ABSTRACT. At a time in which enormous shifts in power are taking place worldwide power transition theory (PTT) once again rises into prominence and scholars increasingly use PTT as a template to analyze future US–China relations. From this vantage point the questions when the People’s Republic will reach parity with the United States and whether China is satisfied with the international order are of paramount importance. In this article I argue, however, that PTT is in need of adjustments regarding both aspects and namely that it is necessary: a) to discard the notion of satisfaction as a dichotomous variable and b) to correct PTT’s tendency to approach complex power relations as if they were simple bilateral stand-offs. I illustrate my arguments utilizing the empirical case of Weimarian Germany. For PTT Germany offers a crucial case. Three wars initiated by Germany/Prussia (the War of 1870/71, World War I and World War II) are among the chief vindications of PTTs central insight, that power transitions are prone to great power wars. In all three instances, Germany/Prussia was not only a rising power but also dissatisfied with the prevalent international order just as PTT expects. However, there are two further periods in which Germany reached parity with the dominant power in the 1920s. Peace prevailed according to the PTT account because Germany was satisfied with the status quo of the international order at the time. In this article I thoroughly analyze the European power constellations and the German (dis-)satisfaction with the international order throughout the different periods of the Weimar Republic. My results show that Weimarian Germany is in fact at odds with standard PTT, as it was not clearly satisfied; but in line with my adjusted version of PTT, as the German dissatisfaction varied throughout the investigation period while Germany was always less powerful than the defenders of the status quo combined.

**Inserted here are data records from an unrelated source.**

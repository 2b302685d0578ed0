use std::collections::BTreeMap;
use std::fmt;

use serde::{Deserialize, Serialize};

/// Label carried by every run; `"false"` while the reconciler still watches it.
pub const FINISHED_LABEL: &str = "finished";

/// Reason recorded on a condition that was resolved to False by an error.
pub const ERROR_REASON: &str = "Error";

/// Record identity and bookkeeping shared by runs and pipelines.
#[derive(Debug, Clone, Default, PartialEq, Eq, Serialize, Deserialize)]
pub struct ObjectMeta {
    pub namespace: String,
    pub name: String,
    #[serde(default)]
    pub labels: BTreeMap<String, String>,
    /// Bumped by the store on every successful update.
    #[serde(default)]
    pub resource_version: u64,
}

impl ObjectMeta {
    pub fn new(namespace: impl Into<String>, name: impl Into<String>) -> Self {
        Self {
            namespace: namespace.into(),
            name: name.into(),
            ..Default::default()
        }
    }

    /// `namespace:name`, the form used by `Pipeline::status.last_execution_id`.
    pub fn id(&self) -> String {
        format!("{}:{}", self.namespace, self.name)
    }
}

/// Equality-based label selector.
#[derive(Debug, Clone, Default, PartialEq, Eq)]
pub struct LabelSelector(BTreeMap<String, String>);

impl LabelSelector {
    pub fn new() -> Self {
        Self::default()
    }

    pub fn eq(mut self, key: impl Into<String>, value: impl Into<String>) -> Self {
        self.0.insert(key.into(), value.into());
        self
    }

    /// Selector for runs the reconciler still has to look at.
    pub fn unfinished() -> Self {
        Self::new().eq(FINISHED_LABEL, "false")
    }

    pub fn get(&self, key: &str) -> Option<&str> {
        self.0.get(key).map(String::as_str)
    }

    pub fn matches(&self, labels: &BTreeMap<String, String>) -> bool {
        self.0.iter().all(|(k, v)| labels.get(k) == Some(v))
    }
}

// ── Conditions ──────────────────────────────────────────────────

#[derive(Debug, Clone, Copy, Hash, Eq, PartialEq, Serialize, Deserialize)]
pub enum ConditionType {
    Initialized,
    Provisioned,
    Built,
}

impl ConditionType {
    pub const ALL: [ConditionType; 3] = [
        ConditionType::Initialized,
        ConditionType::Provisioned,
        ConditionType::Built,
    ];
}

#[derive(Debug, Clone, Copy, Default, Hash, Eq, PartialEq, Serialize, Deserialize)]
pub enum ConditionStatus {
    #[default]
    Unknown,
    True,
    False,
}

impl ConditionStatus {
    pub fn is_resolved(self) -> bool {
        self != ConditionStatus::Unknown
    }
}

#[derive(Debug, Clone, PartialEq, Eq, Serialize, Deserialize)]
pub struct Condition {
    #[serde(rename = "type")]
    pub kind: ConditionType,
    #[serde(default)]
    pub status: ConditionStatus,
    #[serde(default, skip_serializing_if = "String::is_empty")]
    pub reason: String,
    #[serde(default, skip_serializing_if = "String::is_empty")]
    pub message: String,
}

impl Condition {
    pub fn unknown(kind: ConditionType) -> Self {
        Self {
            kind,
            status: ConditionStatus::Unknown,
            reason: String::new(),
            message: String::new(),
        }
    }
}

// ── Execution state ─────────────────────────────────────────────

/// Overall outcome of a run as reported by the engine.
#[derive(Debug, Clone, Copy, Default, Hash, Eq, PartialEq, Serialize, Deserialize)]
pub enum ExecutionState {
    #[default]
    Waiting,
    Building,
    Success,
    Failed,
    Aborted,
    Denied,
}

impl ExecutionState {
    pub fn as_str(&self) -> &'static str {
        match self {
            ExecutionState::Waiting => "Waiting",
            ExecutionState::Building => "Building",
            ExecutionState::Success => "Success",
            ExecutionState::Failed => "Failed",
            ExecutionState::Aborted => "Aborted",
            ExecutionState::Denied => "Denied",
        }
    }

    /// States the engine never moves a run out of.
    pub fn is_terminal(&self) -> bool {
        matches!(
            self,
            ExecutionState::Success
                | ExecutionState::Failed
                | ExecutionState::Aborted
                | ExecutionState::Denied
        )
    }
}

impl fmt::Display for ExecutionState {
    fn fmt(&self, f: &mut fmt::Formatter<'_>) -> fmt::Result {
        f.write_str(self.as_str())
    }
}

// ── Pipeline configuration ──────────────────────────────────────

#[derive(Debug, Clone, Default, PartialEq, Serialize, Deserialize)]
pub struct PipelineConfig {
    #[serde(default)]
    pub stages: Vec<Stage>,
}

#[derive(Debug, Clone, Default, PartialEq, Serialize, Deserialize)]
pub struct Stage {
    pub name: String,
    #[serde(default)]
    pub steps: Vec<Step>,
}

#[derive(Debug, Clone, Default, PartialEq, Serialize, Deserialize)]
pub struct Step {
    #[serde(default, skip_serializing_if = "Option::is_none")]
    pub publish_image: Option<PublishImageConfig>,
    /// Step kinds the reconciler does not inspect (scripts, manifests, ...).
    #[serde(flatten)]
    pub extra: serde_json::Map<String, serde_json::Value>,
}

/// Build-and-push directive attached to a step.
#[derive(Debug, Clone, Default, PartialEq, Eq, Serialize, Deserialize)]
pub struct PublishImageConfig {
    #[serde(default)]
    pub registry: String,
    pub tag: String,
    #[serde(default, skip_serializing_if = "Option::is_none")]
    pub dockerfile_path: Option<String>,
    #[serde(default, skip_serializing_if = "Option::is_none")]
    pub build_context: Option<String>,
}

// ── Run ─────────────────────────────────────────────────────────

#[derive(Debug, Clone, Default, PartialEq, Serialize, Deserialize)]
pub struct RunSpec {
    /// Parent pipeline as `namespace:name`.
    pub pipeline_name: String,
    /// Owning project as `cluster:project`.
    pub project_name: String,
    /// Sequence number within the parent pipeline.
    #[serde(default)]
    pub run: u64,
    #[serde(default)]
    pub pipeline_config: PipelineConfig,
}

#[derive(Debug, Clone, Default, PartialEq, Serialize, Deserialize)]
pub struct RunStatus {
    #[serde(default)]
    pub conditions: Vec<Condition>,
    #[serde(default)]
    pub execution_state: ExecutionState,
    /// RFC3339 completion time; set once when the run finishes.
    #[serde(default, skip_serializing_if = "Option::is_none")]
    pub ended: Option<String>,
}

impl RunStatus {
    pub fn condition(&self, kind: ConditionType) -> Option<&Condition> {
        self.conditions.iter().find(|c| c.kind == kind)
    }

    /// Status of a condition; an absent condition counts as Unknown.
    pub fn status_of(&self, kind: ConditionType) -> ConditionStatus {
        self.condition(kind).map(|c| c.status).unwrap_or_default()
    }

    pub fn is_unknown(&self, kind: ConditionType) -> bool {
        self.status_of(kind) == ConditionStatus::Unknown
    }

    pub fn is_true(&self, kind: ConditionType) -> bool {
        self.status_of(kind) == ConditionStatus::True
    }

    pub fn is_false(&self, kind: ConditionType) -> bool {
        self.status_of(kind) == ConditionStatus::False
    }

    pub fn any_false(&self) -> bool {
        ConditionType::ALL.iter().any(|k| self.is_false(*k))
    }

    pub fn message(&self, kind: ConditionType) -> &str {
        self.condition(kind).map(|c| c.message.as_str()).unwrap_or("")
    }

    fn condition_mut(&mut self, kind: ConditionType) -> &mut Condition {
        let idx = match self.conditions.iter().position(|c| c.kind == kind) {
            Some(idx) => idx,
            None => {
                self.conditions.push(Condition::unknown(kind));
                self.conditions.len() - 1
            }
        };
        &mut self.conditions[idx]
    }

    pub fn set_status(&mut self, kind: ConditionType, status: ConditionStatus) {
        self.condition_mut(kind).status = status;
    }

    pub fn set_message(&mut self, kind: ConditionType, message: impl Into<String>) {
        self.condition_mut(kind).message = message.into();
    }

    /// Resolve a condition to False, recording the error as reason and message.
    pub fn set_failed(&mut self, kind: ConditionType, error: &str) {
        let cond = self.condition_mut(kind);
        cond.status = ConditionStatus::False;
        cond.reason = ERROR_REASON.to_string();
        cond.message = error.to_string();
    }

    /// Add the condition as Unknown unless it is already present.
    pub fn ensure_condition(&mut self, kind: ConditionType) {
        self.condition_mut(kind);
    }
}

/// One execution attempt of a pipeline.
#[derive(Debug, Clone, Default, PartialEq, Serialize, Deserialize)]
pub struct Run {
    pub metadata: ObjectMeta,
    pub spec: RunSpec,
    #[serde(default)]
    pub status: RunStatus,
}

impl Run {
    pub fn id(&self) -> String {
        self.metadata.id()
    }

    pub fn is_labeled_finished(&self) -> bool {
        self.metadata.labels.get(FINISHED_LABEL).map(String::as_str) == Some("true")
    }
}

// ── Pipeline / Project ──────────────────────────────────────────

#[derive(Debug, Clone, Default, PartialEq, Eq, Serialize, Deserialize)]
pub struct PipelineStatus {
    /// `namespace:name` of the most recent run.
    #[serde(default, skip_serializing_if = "Option::is_none")]
    pub last_execution_id: Option<String>,
    #[serde(default, skip_serializing_if = "Option::is_none")]
    pub last_run_state: Option<ExecutionState>,
}

/// Parent definition a run was created from.
#[derive(Debug, Clone, Default, PartialEq, Eq, Serialize, Deserialize)]
pub struct Pipeline {
    pub metadata: ObjectMeta,
    #[serde(default)]
    pub status: PipelineStatus,
}

#[derive(Debug, Clone, Default, PartialEq, Eq, Serialize, Deserialize)]
pub struct Project {
    pub cluster: String,
    pub name: String,
    pub display_name: String,
}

This finding has important ramifications for the current global power shifts and a possible future power transition involving the U.S. and China. pp. 127–158

Keywords: IR theory; international order; satisfaction with the status quo; power shifts; interwar period; Weimar Republic

How to cite: Rauch, Carsten (2016), “Adjusting Power Transition Theory – Satisfaction with the Status Quo, International Power Constellations, and the Case of the Weimar Republic,” Geopolitics, History, and International Relations 8(2): 127–158.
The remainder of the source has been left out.